In a rare all-female panel, Burnison, Hunt and Kelly Speakes-Backman, executive vice president for public affairs at power and transmission developer Invenergy, debated the way forward for the IRA and the future of U.S. clean energy policy should Republicans win both Congress and the White House in November.  

Introducing the panel, moderator Jayni Hein, co-chair of the carbon management and climate mitigation group at Covington & Burling, spoke first of the benefits of the law, with money and projects flowing to both red and blue states. “But despite these widely shared benefits, we’re at a really uncertain point,” Hein said.  

“The Department of Treasury is in the midst of finalizing some very important rules and guidance,” such as direct pay and transferability of tax credits, along with updated guidance on bonus credits for energy communities and domestic content. 

With the election hanging over such decisions, “the best defense is offense,” Hein said. 

But the panelists mostly stuck with an emerging consensus ― also heard from other speakers at the forum ― that the economic benefits the IRA is creating will make it hard to repeal. (See Whitehouse: Best Defense for IRA Is Funding, Building More Projects.) 

Burnison described her view as “optimistic and grounded.”  

“Bipartisan benefits from the IRA, from tax policy [are] something that ― even from the most conservative congressional members, we’ve heard ― we’re not going to see a wholesale repeal of the IRA,” she said.  

“First of all, it’s probably not possible, and second of all, it doesn’t make sense for their constituents.”  

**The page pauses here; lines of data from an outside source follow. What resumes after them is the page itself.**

//! Age-based staleness policy.

use super::aggregate::PendingItem;

/// Pending work older than this many days is stale. Shared by every consumer.
pub const STALE_THRESHOLD_DAYS: i64 = 14;

pub fn is_stale(age_in_days: i64) -> bool {
    age_in_days > STALE_THRESHOLD_DAYS
}

/// Stale, unresolved items in the order they were given.
pub fn stale_report(items: &[PendingItem]) -> Vec<&PendingItem> {
    items
        .iter()
        .filter(|item| item.is_stale && item.resolution.is_none())
        .collect()
}

#[cfg(test)]
mod tests {
    use super::*;

    #[test]
    fn test_threshold_is_exclusive() {
        assert!(!is_stale(0));
        assert!(!is_stale(14));
        assert!(is_stale(15));
        assert!(is_stale(400));
    }
}
//! The pending key: the single identity shared by aggregation and the overlay.

use serde::{Deserialize, Serialize};
use std::fmt;

/// Lowercase and trim. The only normalization used for pending identity.
pub fn normalize(text: &str) -> String {
    text.trim().to_lowercase()
}

/// Normalized `(project, text)` identity of a pending item.
///
/// Rendered as `project::text`. Backslashes and colons in the project are
/// backslash-escaped, so the first unescaped `::` always ends the project and
/// distinct pairs never share a key.
#[derive(Debug, Clone, PartialEq, Eq, Hash, PartialOrd, Ord, Serialize, Deserialize)]
#[serde(transparent)]
pub struct PendingKey(String);

impl PendingKey {
    pub fn new(project: &str, text: &str) -> Self {
        Self(format!("{}::{}", escape_project(&normalize(project)), normalize(text)))
    }

    pub fn as_str(&self) -> &str {
        &self.0
    }
}

fn escape_project(project: &str) -> String {
    let mut out = String::with_capacity(project.len());
    for c in project.chars() {
        if c == '\\' || c == ':' {
            out.push('\\');
        }
        out.push(c);
    }
    out
}

impl fmt::Display for PendingKey {
    fn fmt(&self, f: &mut fmt::Formatter<'_>) -> fmt::Result {
        f.write_str(&self.0)
    }
}
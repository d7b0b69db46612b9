pub mod catchup;
pub mod check;
pub mod pending;
pub mod resolve;

use anyhow::{Context, Result};
use chrono::{DateTime, Utc};
use std::path::PathBuf;

use chronicle::blocks::{BlockSet, BlockStore};
use chronicle::config::ChronicleConfig;
use chronicle::context::{detect_context, SessionContext};
use chronicle::pending::PendingItem;
use chronicle::resolution::{JsonFileStore, ResolutionMatcher};

/// Detect the session context of the current directory.
fn current_context(config: &ChronicleConfig) -> Result<SessionContext> {
    let cwd = std::env::current_dir().context("failed to read current directory")?;
    Ok(detect_context(&cwd, &config.context))
}

/// The explicit project if given, otherwise the detected one.
fn project_or_detect(config: &ChronicleConfig, project: Option<&str>) -> Result<String> {
    match project {
        Some(p) => Ok(p.trim().to_string()),
        None => Ok(current_context(config)?.project),
    }
}

fn load_blocks(config: &ChronicleConfig) -> Result<BlockSet> {
    BlockStore::new(config.resolved_blocks_dir()).load_all_blocks()
}

fn matcher(config: &ChronicleConfig) -> ResolutionMatcher<JsonFileStore> {
    ResolutionMatcher::new(
        JsonFileStore::new(config.resolved_overlay_path()),
        config.matching.clone(),
    )
}

fn now() -> DateTime<Utc> {
    Utc::now()
}

/// One pending item as a terminal line.
fn format_item(item: &PendingItem) -> String {
    let marker = if item.is_resolved() {
        "✓"
    } else if item.is_stale {
        "!"
    } else {
        "-"
    };
    let thread = item
        .thread
        .as_ref()
        .map(|t| format!(" [{t}]"))
        .unwrap_or_default();
    let age = match item.age_in_days {
        0 => "today".to_string(),
        1 => "1 day".to_string(),
        n => format!("{n} days"),
    };
    format!("  {marker} {}{thread} ({age})", item.text)
}

/// Show the detected project, worktree, and branch.
pub fn context(config: &ChronicleConfig, cwd: Option<PathBuf>) -> Result<()> {
    let ctx = match cwd {
        Some(dir) => detect_context(&dir, &config.context),
        None => current_context(config)?,
    };

    println!("Project:   {}", ctx.project);
    println!("Worktree:  {}", ctx.worktree.as_deref().unwrap_or("(none)"));
    println!("Branch:    {}", ctx.branch.as_deref().unwrap_or("(none)"));
    Ok(())
}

Hunt argued that even if Donald Trump returns to the White House and Republicans win control of both houses of Congress, “much of [the] IRA, much of the federal investment in clean energy [research and development], especially all-of-the-above, technology-neutral [incentives], are going to be fine.” 

“I don’t think that President Trump and a Republican Congress are going to care a whole lot about the federal budget being too big,” she said, pointing to Republican spending between 2017 and 2020. 

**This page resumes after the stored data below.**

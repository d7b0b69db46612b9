//! Read-only access to the blocks directory.

use anyhow::{Context, Result};
use chrono::{DateTime, Duration, Utc};
use serde::Serialize;
use std::path::{Path, PathBuf};
use tracing::{debug, warn};

use super::types::{parse_block, Block, BlockError};

/// An accomplished item, flattened out of its block.
#[derive(Debug, Clone, PartialEq, Serialize)]
#[serde(rename_all = "camelCase")]
pub struct AccomplishedItem {
    pub text: String,
    pub project: String,
    /// Timestamp of the session that accomplished it.
    pub timestamp: DateTime<Utc>,
}

/// Blocks in canonical order: newest first.
///
/// The order is established once, when the set is built, and every filter
/// preserves it. Consumers that need chronological order ask for
/// [`BlockSet::oldest_first`] instead of reversing by convention.
#[derive(Debug, Clone, Default)]
pub struct BlockSet {
    blocks: Vec<Block>,
}

impl BlockSet {
    /// Build a set from blocks in any order.
    pub fn new(mut blocks: Vec<Block>) -> Self {
        blocks.sort_by(|a, b| {
            b.timestamp
                .cmp(&a.timestamp)
                .then_with(|| a.source.cmp(&b.source))
        });
        Self { blocks }
    }

    pub fn len(&self) -> usize {
        self.blocks.len()
    }

    pub fn is_empty(&self) -> bool {
        self.blocks.is_empty()
    }

    pub fn newest_first(&self) -> impl DoubleEndedIterator<Item = &Block> + '_ {
        self.blocks.iter()
    }

    pub fn oldest_first(&self) -> impl Iterator<Item = &Block> + '_ {
        self.blocks.iter().rev()
    }

    /// The most recent session in the set.
    pub fn latest(&self) -> Option<&Block> {
        self.blocks.first()
    }

    pub fn as_slice(&self) -> &[Block] {
        &self.blocks
    }

    /// Case-insensitive exact match on project.
    pub fn filter_by_project(&self, project: &str) -> BlockSet {
        self.retain(|b| b.is_project(project))
    }

    /// `None` passes every block through; worktree filtering is opt-in.
    pub fn filter_by_worktree(&self, worktree: Option<&str>) -> BlockSet {
        match worktree {
            None => self.clone(),
            Some(wt) => {
                let wanted = wt.trim().to_lowercase();
                self.retain(|b| {
                    b.worktree
                        .as_deref()
                        .is_some_and(|w| w.to_lowercase() == wanted)
                })
            }
        }
    }

    /// Keeps blocks with `timestamp >= now - days`.
    ///
    /// A window too wide to represent reaches back to the beginning and keeps
    /// every block.
    pub fn filter_by_date_range(&self, days: i64, now: DateTime<Utc>) -> BlockSet {
        let cutoff = Duration::try_days(days).and_then(|span| now.checked_sub_signed(span));
        match cutoff {
            Some(cutoff) => self.retain(|b| b.timestamp >= cutoff),
            None => self.clone(),
        }
    }

    /// All accomplished items, newest session first.
    pub fn accomplished_items(&self) -> Vec<AccomplishedItem> {
        self.blocks
            .iter()
            .flat_map(|block| {
                block.accomplished.iter().map(move |text| AccomplishedItem {
                    text: text.clone(),
                    project: block.project.clone(),
                    timestamp: block.timestamp,
                })
            })
            .collect()
    }

    fn retain(&self, keep: impl Fn(&Block) -> bool) -> BlockSet {
        BlockSet {
            blocks: self.blocks.iter().filter(|&b| keep(b)).cloned().collect(),
        }
    }
}

impl From<Vec<Block>> for BlockSet {
    fn from(blocks: Vec<Block>) -> Self {
        BlockSet::new(blocks)
    }
}

/// A block file that failed validation.
#[derive(Debug)]
pub struct SkippedBlock {
    pub path: PathBuf,
    pub error: BlockError,
}

/// Result of a full directory scan, including quarantined files.
#[derive(Debug, Default)]
pub struct LoadReport {
    pub blocks: BlockSet,
    pub skipped: Vec<SkippedBlock>,
}

/// Directory of immutable JSON session blocks.
#[derive(Debug, Clone)]
pub struct BlockStore {
    dir: PathBuf,
}

impl BlockStore {
    pub fn new(dir: impl Into<PathBuf>) -> Self {
        Self { dir: dir.into() }
    }

    pub fn dir(&self) -> &Path {
        &self.dir
    }

    /// Load every valid block, newest first. Malformed files are skipped.
    pub fn load_all_blocks(&self) -> Result<BlockSet> {
        Ok(self.load_with_report()?.blocks)
    }

    /// Load every block and report the files that were quarantined.
    ///
    /// A missing directory is an empty store. Failing to list an existing
    /// directory is a hard error; failing to read or validate one file is not.
    pub fn load_with_report(&self) -> Result<LoadReport> {
        if !self.dir.exists() {
            debug!(dir = %self.dir.display(), "blocks directory does not exist");
            return Ok(LoadReport::default());
        }

        let entries = std::fs::read_dir(&self.dir)
            .with_context(|| format!("failed to list blocks directory {}", self.dir.display()))?;

        let mut blocks = Vec::new();
        let mut skipped = Vec::new();

        for entry in entries {
            let path = match entry {
                Ok(entry) => entry.path(),
                Err(e) => {
                    warn!(dir = %self.dir.display(), error = %e, "unreadable directory entry");
                    continue;
                }
            };
            if !path.is_file() || path.extension().and_then(|e| e.to_str()) != Some("json") {
                continue;
            }

            match read_block(&path) {
                Ok(block) => blocks.push(block),
                Err(error) => {
                    warn!(path = %path.display(), error = %error, "skipping malformed block");
                    skipped.push(SkippedBlock { path, error });
                }
            }
        }

        debug!(
            dir = %self.dir.display(),
            loaded = blocks.len(),
            skipped = skipped.len(),
            "blocks loaded"
        );

        Ok(LoadReport {
            blocks: BlockSet::new(blocks),
            skipped,
        })
    }
}

fn read_block(path: &Path) -> Result<Block, BlockError> {
    let json = std::fs::read_to_string(path)?;
    let mut block = parse_block(&json)?;
    block.source = Some(path.to_path_buf());
    Ok(block)
}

Going further, Hunt attempted to reframe the IRA as a “good Republican energy bill,” which included many provisions worked out in “bipartisan activity or even Republican offices.” The law has become politicized because the Democrats chose to pass it through the budget reconciliation process, rather than taking longer and pushing for a bipartisan bill, she said. 

In calling for a return of manufacturing to the U.S., she said, Trump “socialized industrial policy … and it allowed for the IRA … for that conversation to take root and happen.” 

Hunt said she sees support for the IRA coming from officials who worked at the Energy and Interior departments during the former administration and are now in leading positions at energy companies and advocacy groups.  

Burnison was at DOE when former Texas Gov. Rick Perry was secretary of energy. Both she and Hunt identified themselves as Republicans who embrace clean energy and favor a technology-neutral approach. 

Republicans Now Recruiting

Although the IRA’s clean energy incentives are likely safe, a second Trump administration will likely prioritize a fundamental shift in energy policy, from decarbonization and climate to energy and national security, the panelists said.  

Speakes-Backman sees such a shift resulting in budget cuts at DOE, which could affect staffing and policy.  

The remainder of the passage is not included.